Instructions to follow
Every line below must be given again exactly.
─── Data ───
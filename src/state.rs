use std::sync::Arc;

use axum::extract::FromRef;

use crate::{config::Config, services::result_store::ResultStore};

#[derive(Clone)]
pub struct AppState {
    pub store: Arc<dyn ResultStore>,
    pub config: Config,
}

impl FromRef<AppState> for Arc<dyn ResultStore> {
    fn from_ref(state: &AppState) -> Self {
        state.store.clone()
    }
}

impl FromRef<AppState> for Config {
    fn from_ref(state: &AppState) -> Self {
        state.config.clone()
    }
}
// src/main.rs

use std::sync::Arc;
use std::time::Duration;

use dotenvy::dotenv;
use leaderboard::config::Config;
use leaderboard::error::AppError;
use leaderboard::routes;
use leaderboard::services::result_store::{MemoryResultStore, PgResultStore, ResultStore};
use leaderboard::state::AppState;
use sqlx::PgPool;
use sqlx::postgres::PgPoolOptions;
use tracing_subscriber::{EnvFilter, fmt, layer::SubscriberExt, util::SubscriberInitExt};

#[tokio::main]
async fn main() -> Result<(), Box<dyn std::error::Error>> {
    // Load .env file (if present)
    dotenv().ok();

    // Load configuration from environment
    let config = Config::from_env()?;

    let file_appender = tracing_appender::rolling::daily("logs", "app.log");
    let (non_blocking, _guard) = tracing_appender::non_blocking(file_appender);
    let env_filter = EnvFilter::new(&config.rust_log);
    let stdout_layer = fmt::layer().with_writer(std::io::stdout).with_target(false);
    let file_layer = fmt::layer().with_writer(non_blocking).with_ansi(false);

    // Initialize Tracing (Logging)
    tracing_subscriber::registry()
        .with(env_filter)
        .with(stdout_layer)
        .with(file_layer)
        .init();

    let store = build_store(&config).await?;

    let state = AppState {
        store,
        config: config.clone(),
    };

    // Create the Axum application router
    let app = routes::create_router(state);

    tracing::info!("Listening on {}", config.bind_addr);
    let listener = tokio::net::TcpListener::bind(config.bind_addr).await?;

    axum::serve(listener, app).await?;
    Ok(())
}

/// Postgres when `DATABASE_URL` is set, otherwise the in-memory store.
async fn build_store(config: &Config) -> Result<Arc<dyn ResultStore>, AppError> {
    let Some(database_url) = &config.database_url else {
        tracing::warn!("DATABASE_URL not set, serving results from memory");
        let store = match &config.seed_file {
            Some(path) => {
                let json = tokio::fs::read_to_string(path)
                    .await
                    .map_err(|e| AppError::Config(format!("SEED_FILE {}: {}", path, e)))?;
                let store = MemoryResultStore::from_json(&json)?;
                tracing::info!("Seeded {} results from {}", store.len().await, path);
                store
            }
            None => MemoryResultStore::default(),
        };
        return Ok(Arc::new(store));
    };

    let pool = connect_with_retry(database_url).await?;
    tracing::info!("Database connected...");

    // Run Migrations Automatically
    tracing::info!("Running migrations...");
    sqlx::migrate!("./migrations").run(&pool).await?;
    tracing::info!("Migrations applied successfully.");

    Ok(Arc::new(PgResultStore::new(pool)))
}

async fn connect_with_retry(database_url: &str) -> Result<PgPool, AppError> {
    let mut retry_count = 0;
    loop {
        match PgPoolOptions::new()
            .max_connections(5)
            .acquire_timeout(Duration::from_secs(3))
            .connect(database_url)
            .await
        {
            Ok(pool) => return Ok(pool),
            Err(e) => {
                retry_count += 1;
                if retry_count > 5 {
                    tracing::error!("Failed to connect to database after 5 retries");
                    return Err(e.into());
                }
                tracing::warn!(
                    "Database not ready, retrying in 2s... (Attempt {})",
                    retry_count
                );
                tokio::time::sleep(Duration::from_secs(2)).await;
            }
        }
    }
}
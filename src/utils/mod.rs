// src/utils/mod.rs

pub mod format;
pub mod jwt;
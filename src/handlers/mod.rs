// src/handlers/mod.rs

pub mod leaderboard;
───
Result
filename src/state.rs
use std::sync::Arc;

use axum::extract::FromRef;

use crate::{config::Config, services::result_store::ResultStore};

#[derive(Clone)]
pub struct AppState {
    pub store: Arc<dyn ResultStore>,
    pub config: Config,
}

impl FromRef<AppState> for Arc<dyn ResultStore> {
    fn from_ref(state: &AppState) -> Self {
        state.store.clone()
    }
}

impl FromRef<AppState> for Config {
    fn from_ref(state: &AppState) -> Self {
        state.config.clone()
    }
}
// src/main.rs

use std::sync::Arc;
use std::time::Duration;

use dotenvy::dotenv;
use leaderboard::config::Config;
use leaderboard::error::AppError;
use leaderboard::routes;
use leaderboard::services::result_store::{MemoryResultStore, PgResultStore, ResultStore};
use leaderboard::state::AppState;
use sqlx::PgPool;
use sqlx::postgres::PgPoolOptions;
use tracing_subscriber::{EnvFilter, fmt, layer::SubscriberExt, util::SubscriberInitExt};

#[tokio::main]
async fn main() -> Result<(), Box<dyn std::error::Error>> {
    // Load .env file (if present)
    dotenv().ok();

    // Load configuration from environment
    let config = Config::from_env()?;

    let file_appender = tracing_appender::rolling::daily("logs", "app.log");
    let (non_blocking, _guard) = tracing_appender::non_blocking(file_appender);
    let env_filter = EnvFilter::new(&config.rust_log);
    let stdout_layer = fmt::layer().with_writer(std::io::stdout).with_target(false);
    let file_layer = fmt::layer().with_writer(non_blocking).with_ansi(false);

    // Initialize Tracing (Logging)
    tracing_subscriber::registry()
        .with(env_filter)
        .with(stdout_layer)
        .with(file_layer)
        .init();

    let store = build_store(&config).await?;

    let state = AppState {
        store,
        config: config.clone(),
    };

    // Create the Axum application router
    let app = routes::create_router(state);

    tracing::info!("Listening on {}", config.bind_addr);
    let listener = tokio::net::TcpListener::bind(config.bind_addr).await?;

    axum::serve(listener, app).await?;
    Ok(())
}

/// Postgres when `DATABASE_URL` is set, otherwise the in-memory store.
async fn build_store(config: &Config) -> Result<Arc<dyn ResultStore>, AppError> {
    let Some(database_url) = &config.database_url else {
        tracing::warn!("DATABASE_URL not set, serving results from memory");
        let store = match &config.seed_file {
            Some(path) => {
                let json = tokio::fs::read_to_string(path)
                    .await
                    .map_err(|e| AppError::Config(format!("SEED_FILE {}: {}", path, e)))?;
                let store = MemoryResultStore::from_json(&json)?;
                tracing::info!("Seeded {} results from {}", store.len().await, path);
                store
            }
            None => MemoryResultStore::default(),
        };
        return Ok(Arc::new(store));
    };

    let pool = connect_with_retry(database_url).await?;
    tracing::info!("Database connected...");

    // Run Migrations Automatically
    tracing::info!("Running migrations...");
    sqlx::migrate!("./migrations").run(&pool).await?;
    tracing::info!("Migrations applied successfully.");

    Ok(Arc::new(PgResultStore::new(pool)))
}

async fn connect_with_retry(database_url: &str) -> Result<PgPool, AppError> {
    let mut retry_count = 0;
    loop {
        match PgPoolOptions::new()
            .max_connections(5)
            .acquire_timeout(Duration::from_secs(3))
            .connect(database_url)
            .await
        {
            Ok(pool) => return Ok(pool),
            Err(e) => {
                retry_count += 1;
                if retry_count > 5 {
                    tracing::error!("Failed to connect to database after 5 retries");
                    return Err(e.into());
                }
                tracing::warn!(
                    "Database not ready, retrying in 2s... (Attempt {})",
                    retry_count
                );
                tokio::time::sleep(Duration::from_secs(2)).await;
            }
        }
    }
}
filename src/utils/mod.rs
// src/utils/mod.rs

pub mod format;
pub mod jwt;
filename src/handlers/mod.rs
// src/handlers/mod.rs

pub mod leaderboard;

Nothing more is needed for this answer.